Robyn Griggs Lawrence describes wabi-sabi as a reminder that we are all transient beings on this planet—that our bodies, as well as the material world around us, are in the process of returning to dust. Through wabi-sabi, we learn to embrace both the glory and the melancholy found in these marks of passing time. Wabi-sabi doesn’t require material wealth or intellect, it does however, takes a mind quiet enough to appreciate muted beauty, courage not to fear bareness, willingness to accept things as they are—without ornamentation. It depends on the ability to slow down, to shift the balance from doing to being, to appreciating rather than perfecting.


So I've come full circle, through the makers I’ve met in Cebu, and what I have come to understand and appreciate about wabi-sabi through reading. It can be painfully slow sometimes, since it is about alternative thinking —unlearning in order to learn new things. Using natural materials and working with these makers have led me to appreciate unpolished and unfinished natural textures, a reversed minimalist approach, and confident subtlety. They are all wabi-sabi.
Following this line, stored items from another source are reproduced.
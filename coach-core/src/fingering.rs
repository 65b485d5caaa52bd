//! # Valve Fingering Table
//!
//! Maps written notes to the valve combinations that are accepted for
//! them, and normalizes raw valve input into a canonical form. The
//! table itself is configuration data: it serializes as a plain JSON
//! object (`{"C4": ["0"], ...}`) so a driver can swap in a different
//! fingering chart without rebuilding.

use crate::note::WrittenNote;
use once_cell::sync::Lazy;
use serde::{Deserialize, Serialize};
use std::collections::BTreeMap;
use std::fmt;
use std::str::FromStr;

/// Error returned for valve text that is not `0` or digits drawn
/// from `1`-`3`.
#[derive(Debug, Clone, PartialEq, Eq)]
pub struct ValveParseError {
    input: String,
}

impl fmt::Display for ValveParseError {
    fn fmt(&self, f: &mut fmt::Formatter<'_>) -> fmt::Result {
        write!(f, "`{}` is not a valid valve combination", self.input)
    }
}

impl std::error::Error for ValveParseError {}

/// A set of pressed valves drawn from `{1, 2, 3}`.
///
/// The canonical text form is the ascending, duplicate-free digit
/// string (`"13"`, `"123"`); `"0"` is the distinct "no valves
/// pressed" sentinel. Internally the set is a 3-bit mask, so
/// normalization (sorting, de-duplication) falls out of construction.
#[derive(Debug, Clone, Copy, PartialEq, Eq, Hash, PartialOrd, Ord, Serialize, Deserialize)]
#[serde(try_from = "String", into = "String")]
pub struct ValveCombination {
    mask: u8,
}

impl ValveCombination {
    /// No valves pressed.
    pub const OPEN: ValveCombination = ValveCombination { mask: 0 };

    const fn of(mask: u8) -> Self {
        ValveCombination { mask }
    }

    /// Builds the canonical combination from pressed valve numbers.
    /// Order and repetition are irrelevant; anything outside `1..=3`
    /// is rejected.
    pub fn from_valves(valves: &[u8]) -> Result<ValveCombination, ValveParseError> {
        let mut mask = 0_u8;
        for &v in valves {
            if !(1..=3).contains(&v) {
                return Err(ValveParseError {
                    input: v.to_string(),
                });
            }
            mask |= 1 << (v - 1);
        }
        Ok(ValveCombination { mask })
    }

    /// Parses valve text. Empty input and `"0"` both mean open;
    /// otherwise every character must be a digit `1`-`3`, in any
    /// order and with repeats allowed.
    pub fn parse(text: &str) -> Result<ValveCombination, ValveParseError> {
        if text.is_empty() || text == "0" {
            return Ok(ValveCombination::OPEN);
        }
        let mut mask = 0_u8;
        for ch in text.chars() {
            match ch {
                '1' => mask |= 0b001,
                '2' => mask |= 0b010,
                '3' => mask |= 0b100,
                _ => {
                    return Err(ValveParseError {
                        input: text.to_string(),
                    });
                }
            }
        }
        Ok(ValveCombination { mask })
    }

    pub const fn is_open(self) -> bool {
        self.mask == 0
    }

    pub const fn contains(self, valve: u8) -> bool {
        valve >= 1 && valve <= 3 && self.mask & (1 << (valve - 1)) != 0
    }

    /// True when this combination is a non-empty proper subset of
    /// `expected`: the player is on the way to the right fingering
    /// but has not finished pressing it.
    pub const fn is_partial_progress_toward(self, expected: ValveCombination) -> bool {
        self.mask != 0 && self.mask != expected.mask && self.mask & expected.mask == self.mask
    }
}

impl fmt::Display for ValveCombination {
    fn fmt(&self, f: &mut fmt::Formatter<'_>) -> fmt::Result {
        if self.is_open() {
            return f.write_str("0");
        }
        for valve in 1..=3 {
            if self.contains(valve) {
                write!(f, "{valve}")?;
            }
        }
        Ok(())
    }
}

impl FromStr for ValveCombination {
    type Err = ValveParseError;

    fn from_str(s: &str) -> Result<Self, Self::Err> {
        ValveCombination::parse(s)
    }
}

impl TryFrom<String> for ValveCombination {
    type Error = ValveParseError;

    fn try_from(value: String) -> Result<Self, Self::Error> {
        ValveCombination::parse(&value)
    }
}

impl From<ValveCombination> for String {
    fn from(combination: ValveCombination) -> String {
        combination.to_string()
    }
}

// Mask shorthands for the built-in table.
const V0: ValveCombination = ValveCombination::of(0b000);
const V1: ValveCombination = ValveCombination::of(0b001);
const V2: ValveCombination = ValveCombination::of(0b010);
const V12: ValveCombination = ValveCombination::of(0b011);
const V13: ValveCombination = ValveCombination::of(0b101);
const V23: ValveCombination = ValveCombination::of(0b110);
const V123: ValveCombination = ValveCombination::of(0b111);

/// The built-in fourth-octave chart for the supported 3-valve
/// instrument, one row per written note C4..B4. Flat-spelled targets
/// land on the same rows because [`WrittenNote`] normalizes to
/// sharps before any lookup.
static DEFAULT_TABLE: Lazy<FingeringTable> = Lazy::new(|| {
    let rows: [(i32, &[ValveCombination]); 12] = [
        (60, &[V0]),   // C4
        (61, &[V123]), // C#4
        (62, &[V13]),  // D4
        (63, &[V23]),  // D#4
        (64, &[V12]),  // E4
        (65, &[V1]),   // F4
        (66, &[V2]),   // F#4
        (67, &[V0]),   // G4
        (68, &[V23]),  // G#4
        (69, &[V12]),  // A4
        (70, &[V1]),   // A#4
        (71, &[V2]),   // B4
    ];
    let entries = rows.iter().filter_map(|&(index, combinations)| {
        WrittenNote::from_pitch_index(index).map(|note| (note, combinations.to_vec()))
    });
    FingeringTable::from_entries(entries)
});

/// Written note → acceptable valve combinations, in priority order.
/// The first entry of each row is the primary fingering.
#[derive(Debug, Clone, PartialEq, Serialize, Deserialize)]
#[serde(transparent)]
pub struct FingeringTable {
    entries: BTreeMap<WrittenNote, Vec<ValveCombination>>,
}

impl FingeringTable {
    pub fn from_entries(
        entries: impl IntoIterator<Item = (WrittenNote, Vec<ValveCombination>)>,
    ) -> Self {
        FingeringTable {
            entries: entries.into_iter().collect(),
        }
    }

    /// The shared built-in fourth-octave chart.
    pub fn builtin() -> &'static FingeringTable {
        &DEFAULT_TABLE
    }

    /// Acceptable combinations for a note, never empty.
    ///
    /// Notes outside the configured chart deliberately fall back to
    /// open fingering (`["0"]`) rather than failing, so an unmapped
    /// target degrades gracefully in the caller.
    pub fn expected_for(&self, note: WrittenNote) -> &[ValveCombination] {
        const OPEN_FALLBACK: [ValveCombination; 1] = [ValveCombination::OPEN];
        match self.entries.get(&note) {
            Some(combinations) if !combinations.is_empty() => combinations,
            _ => &OPEN_FALLBACK,
        }
    }

    /// The primary (first listed) fingering for a note.
    pub fn primary_for(&self, note: WrittenNote) -> ValveCombination {
        self.expected_for(note)[0]
    }

    /// Whether the pressed combination is one of the acceptable
    /// fingerings for the target note.
    pub fn is_acceptable(&self, pressed: ValveCombination, note: WrittenNote) -> bool {
        self.expected_for(note).contains(&pressed)
    }

    /// "Keep going" feedback: pressed valves so far are a non-empty
    /// proper subset of the primary fingering.
    pub fn is_partial_progress(&self, pressed: ValveCombination, note: WrittenNote) -> bool {
        pressed.is_partial_progress_toward(self.primary_for(note))
    }
}

impl Default for FingeringTable {
    fn default() -> Self {
        DEFAULT_TABLE.clone()
    }
}
//! # Brass Practice Coach, terminal driver
//!
//! Thin driver around `coach-core`: it owns the microphone stream,
//! pushes fixed-size sample windows into the engine over a crossbeam
//! channel, and renders tuning and fingering feedback as terminal
//! lines. All pitch, cents, fingering, and scale decisions are made
//! by the core.

mod audio;

use anyhow::{Context, Result, bail};
use clap::{Args, Parser, Subcommand};
use coach_core::{
    Algorithm, EstimatorConfig, FingeringTable, PitchClass, ScaleCursor, TransposingInstrument,
    ValveCombination, WrittenNote, analyze_window, build_major_scale,
};
use crossbeam_channel::bounded;
use rand::seq::SliceRandom;
use std::collections::VecDeque;
use std::fs;
use std::io::Write as _;
use std::path::PathBuf;

/// A reading within this many cents of the target counts as in tune.
const IN_TUNE_CENTS: i32 = 25;
/// Consecutive in-tune windows required before the target advances.
const STABLE_WINDOWS_TO_ADVANCE: usize = 12;
/// Number of recent readings in the cents moving average.
const SMOOTHING_WINDOW: usize = 5;

#[derive(Parser)]
#[command(name = "coach")]
#[command(version, about = "Ear-training coach for a 3-valve brass instrument")]
struct Cli {
    #[command(subcommand)]
    command: Commands,
}

#[derive(Subcommand)]
enum Commands {
    /// Listen to the microphone and show live tuning against one written note
    Listen {
        /// Written target note, e.g. C4 or Bb4
        #[arg(default_value = "C4")]
        note: String,

        #[command(flatten)]
        opts: ListenOpts,
    },

    /// Practice a major scale; hold each degree in tune to advance
    Scale {
        /// Written tonic pitch class, e.g. C, F, Bb
        #[arg(default_value = "C")]
        tonic: String,

        /// Starting octave for the tonic
        #[arg(long, default_value_t = 4)]
        octave: i32,

        /// Highest written pitch index kept when clamping the scale
        #[arg(long, default_value_t = 71)]
        max_pitch_index: i32,

        #[command(flatten)]
        opts: ListenOpts,
    },

    /// Random flashcard targets from the fourth-octave practice pool
    Flashcards {
        #[command(flatten)]
        opts: ListenOpts,
    },

    /// Check a valve combination against the fingering chart
    Fingering {
        /// Written note, e.g. C#4
        note: String,

        /// Valve digits in any order (e.g. 21), or 0 for open
        valves: String,

        /// JSON fingering chart to use instead of the built-in table
        #[arg(long)]
        table: Option<PathBuf>,
    },
}

#[derive(Args)]
struct ListenOpts {
    /// Detection strategy: yin or acf
    #[arg(long, default_value = "yin")]
    algorithm: String,

    /// RMS noise gate; raise it in noisy rooms
    #[arg(long, default_value_t = 0.003)]
    gate: f32,

    /// Reference tuning for A4 in Hz
    #[arg(long, default_value_t = 440.0)]
    a4: f32,

    /// Written-to-sounding transposition in semitones (2 = B-flat treble)
    #[arg(long, default_value_t = 2)]
    transpose: i32,

    /// Samples per analysis window
    #[arg(long, default_value_t = audio::DEFAULT_WINDOW_SIZE)]
    window: usize,
}

impl ListenOpts {
    fn estimator_config(&self) -> Result<EstimatorConfig> {
        let algorithm = match self.algorithm.as_str() {
            "yin" => Algorithm::Yin,
            "acf" | "autocorrelation" => Algorithm::Autocorrelation,
            other => bail!("unknown algorithm `{other}` (expected yin or acf)"),
        };
        Ok(EstimatorConfig {
            algorithm,
            noise_gate: self.gate,
            ..EstimatorConfig::default()
        })
    }

    fn instrument(&self) -> TransposingInstrument {
        TransposingInstrument::new(self.transpose)
    }
}

/// How the session picks the next target once the current one is held
/// in tune.
enum Practice {
    /// One fixed target; never advances.
    Single(WrittenNote),
    /// Ping-pong traversal of a scale sequence.
    Scale {
        sequence: Vec<WrittenNote>,
        cursor: ScaleCursor,
    },
    /// Uniform random draws from a pool.
    Flashcards {
        pool: Vec<WrittenNote>,
        current: WrittenNote,
    },
}

impl Practice {
    fn flashcards(pool: Vec<WrittenNote>) -> Practice {
        let mut rng = rand::thread_rng();
        let current = *pool.choose(&mut rng).expect("practice pool is never empty");
        Practice::Flashcards { pool, current }
    }

    fn current(&self) -> WrittenNote {
        match self {
            Practice::Single(note) => *note,
            Practice::Scale { sequence, cursor } => sequence[cursor.index()],
            Practice::Flashcards { current, .. } => *current,
        }
    }

    /// Moves to the next target, or stays put for a single note.
    fn advance(&mut self) -> WrittenNote {
        match self {
            Practice::Single(note) => *note,
            Practice::Scale { sequence, cursor } => {
                let index = cursor.advance(sequence.len());
                sequence[index]
            }
            Practice::Flashcards { pool, current } => {
                let mut rng = rand::thread_rng();
                *current = *pool.choose(&mut rng).unwrap_or(current);
                *current
            }
        }
    }
}

fn main() -> Result<()> {
    env_logger::init();
    let cli = Cli::parse();

    match cli.command {
        Commands::Listen { note, opts } => {
            let target = WrittenNote::parse(&note)?;
            run_session(Practice::Single(target), &opts)
        }
        Commands::Scale {
            tonic,
            octave,
            max_pitch_index,
            opts,
        } => {
            let tonic = PitchClass::from_name(&tonic)?;
            let sequence = build_major_scale(tonic, octave, max_pitch_index);
            run_session(
                Practice::Scale {
                    sequence,
                    cursor: ScaleCursor::new(),
                },
                &opts,
            )
        }
        Commands::Flashcards { opts } => {
            run_session(Practice::flashcards(coach_core::note::practice_pool()), &opts)
        }
        Commands::Fingering {
            note,
            valves,
            table,
        } => check_fingering(&note, &valves, table.as_deref()),
    }
}

/// Capture → analyze → render loop shared by all listening modes.
fn run_session(mut practice: Practice, opts: &ListenOpts) -> Result<()> {
    let config = opts.estimator_config()?;
    let instrument = opts.instrument();

    // Small bound: stale windows are worthless, let the callback drop them.
    let (sender, receiver) = bounded::<Vec<f32>>(8);
    let (_stream, sample_rate) = audio::start_capture(sender, opts.window)?;

    let mut target = practice.current();
    let mut target_frequency = instrument.target_frequency(target, opts.a4);
    println!(
        "target {target} (sounds {target_frequency:.1} Hz), aim within ±{IN_TUNE_CENTS}¢, Ctrl-C to quit"
    );

    let mut recent_cents: VecDeque<i32> = VecDeque::with_capacity(SMOOTHING_WINDOW);
    let mut stable_windows = 0_usize;

    for window in receiver.iter() {
        let result = analyze_window(&window, sample_rate, &config, target, instrument, opts.a4)?;

        match result.cents_deviation {
            Some(cents) => {
                if recent_cents.len() == SMOOTHING_WINDOW {
                    recent_cents.pop_front();
                }
                recent_cents.push_back(cents);
            }
            None => {
                recent_cents.clear();
                stable_windows = 0;
            }
        }

        let smoothed = average(&recent_cents);
        render_meter(target, target_frequency, result.detected_frequency, smoothed);

        if let Some(cents) = smoothed {
            if cents.abs() <= IN_TUNE_CENTS {
                stable_windows += 1;
            } else {
                stable_windows = 0;
            }
        }

        if stable_windows >= STABLE_WINDOWS_TO_ADVANCE {
            println!();
            println!("in tune, next note");
            target = practice.advance();
            target_frequency = instrument.target_frequency(target, opts.a4);
            println!("target {target} (sounds {target_frequency:.1} Hz)");
            recent_cents.clear();
            stable_windows = 0;
        }
    }

    Ok(())
}

fn average(values: &VecDeque<i32>) -> Option<i32> {
    if values.is_empty() {
        return None;
    }
    Some(values.iter().sum::<i32>() / values.len() as i32)
}

/// One status line: target, detection, cents, and a coarse meter.
fn render_meter(
    target: WrittenNote,
    target_frequency: f32,
    detected: Option<f32>,
    cents: Option<i32>,
) {
    const WIDTH: i32 = 21; // odd, so zero sits on the center tick

    let line = match (detected, cents) {
        (Some(freq), Some(cents)) => {
            let clamped = cents.clamp(-100, 100);
            let position = ((clamped + 100) * (WIDTH - 1) / 200).clamp(0, WIDTH - 1);
            let meter: String = (0..WIDTH)
                .map(|i| if i == position { '|' } else { '-' })
                .collect();
            format!(
                "{target} {target_frequency:6.1} Hz  [{meter}]  {freq:6.1} Hz  {cents:+4}¢"
            )
        }
        _ => format!("{target} {target_frequency:6.1} Hz  [    no pitch    ]"),
    };

    print!("\r{line:<70}");
    let _ = std::io::stdout().flush();
}

/// Fingering verdict for one note and valve combination.
fn check_fingering(note: &str, valves: &str, table_path: Option<&std::path::Path>) -> Result<()> {
    let note = WrittenNote::parse(note)?;
    let pressed = ValveCombination::parse(valves)?;

    let table = match table_path {
        Some(path) => {
            let text = fs::read_to_string(path)
                .with_context(|| format!("reading fingering chart {}", path.display()))?;
            serde_json::from_str::<FingeringTable>(&text)
                .with_context(|| format!("parsing fingering chart {}", path.display()))?
        }
        None => FingeringTable::default(),
    };

    let expected: Vec<String> = table
        .expected_for(note)
        .iter()
        .map(|c| c.to_string())
        .collect();

    if table.is_acceptable(pressed, note) {
        println!("correct: {pressed} plays {note}");
    } else if table.is_partial_progress(pressed, note) {
        println!(
            "keep going: {pressed} is part of {} for {note}",
            table.primary_for(note)
        );
    } else {
        println!(
            "incorrect: {pressed}, {note} wants {}",
            expected.join(" or ")
        );
    }
    Ok(())
}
There is an ideal stuck in my head. It involves hard questions that I don't yet have answers to. Perhaps it is too idealistic, but I think it is possible, and I am willing to try—I hope to reverse poverty for the makers in Cebu. I hope to help them carve out a living through using the skills passed down from their forefathers. I hope to prevent those skills from becoming obsolete just because there is little demand for products that require those skills. And I think it would be a huge waste if nothing is done to preserve it. So I hope by writing this down, I will continue to advocate for, and encourage others to join me in an alternative way of thinking and living. Think carefully about what you're buying. Think about how this product came to be.